Posted On:8/24/2010 5:42pm
Flexibility is most quickly developed by building strength in extended positions. For this, you need full range-of-movement strength exercises (hamstring and adductor pulldowns, flies, etc) and isometric stretches (also called PNF or CRAC). When you sufficiently develop flexibility in your kicking antagonists (the muscles which resist during the movement), you should focus on building strength in the agonists (the muscles which contract and lift the leg). In a reverse crescent kick, these include the hip flexors and abdominals. Simply practicing the kick slowly (1/2 to 1/4 normal speed) will do for starters.

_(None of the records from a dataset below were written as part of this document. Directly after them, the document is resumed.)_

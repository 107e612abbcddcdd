use crate::infra::AppState;
use axum::http::{header, StatusCode};
use axum::response::IntoResponse;
use axum::Extension;
use axum::Json;
use injury_check::analysis::{analysis_router, RandomSource, ScoringEngine};
use serde_json::json;
use std::sync::Arc;

pub(crate) fn with_analysis_routes<S>(engine: Arc<ScoringEngine<S>>) -> axum::Router
where
    S: RandomSource + 'static,
{
    analysis_router(engine)
        .route("/health", axum::routing::get(healthcheck))
        .route("/ready", axum::routing::get(readiness_endpoint))
        .route("/metrics", axum::routing::get(metrics_endpoint))
}

pub(crate) async fn healthcheck() -> Json<serde_json::Value> {
    Json(json!({ "status": "ok" }))
}

pub(crate) async fn readiness_endpoint(Extension(state): Extension<AppState>) -> impl IntoResponse {
    let ready = state.readiness.load(std::sync::atomic::Ordering::Relaxed);
    let status = if ready {
        StatusCode::OK
    } else {
        StatusCode::SERVICE_UNAVAILABLE
    };

    let payload = if ready {
        json!({ "status": "ready" })
    } else {
        json!({ "status": "initializing" })
    };

    (status, Json(payload))
}

pub(crate) async fn metrics_endpoint(Extension(state): Extension<AppState>) -> impl IntoResponse {
    (
        StatusCode::OK,
        [(header::CONTENT_TYPE, "text/plain; version=0.0.4")],
        state.metrics.render(),
    )
}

Posted On:8/24/2010 5:53pm
A video of the op attempting the kick would be quite helpful.
Posted On:9/03/2010 4:18am
Style: Chung Do Kwan
Stretch- take your time and relax
it will come with time and practice- if you want to do it quickly in the near future you should increase your flexibility.
you will get there
Posted On:12/26/2010 2:51pm
Try improving your back kick and being able to kick with it.
It helped a little for me, and I got better at it.
Posted On:12/26/2010 4:22pm
lift your knee , make sure u dont start kicking until your hip is about 15 degrees off target then your hip will allow your leg to go in the right direction and height. you should post a vid of u doing the kick, then we could see your mistake within it.
Posted On:2/18/2011 9:24pm
Chamber it with your knee above your belt and use a snapping motion as you turn, in my experience it's more effective as a set up or defensive maneuver than a strike. Thats just me though.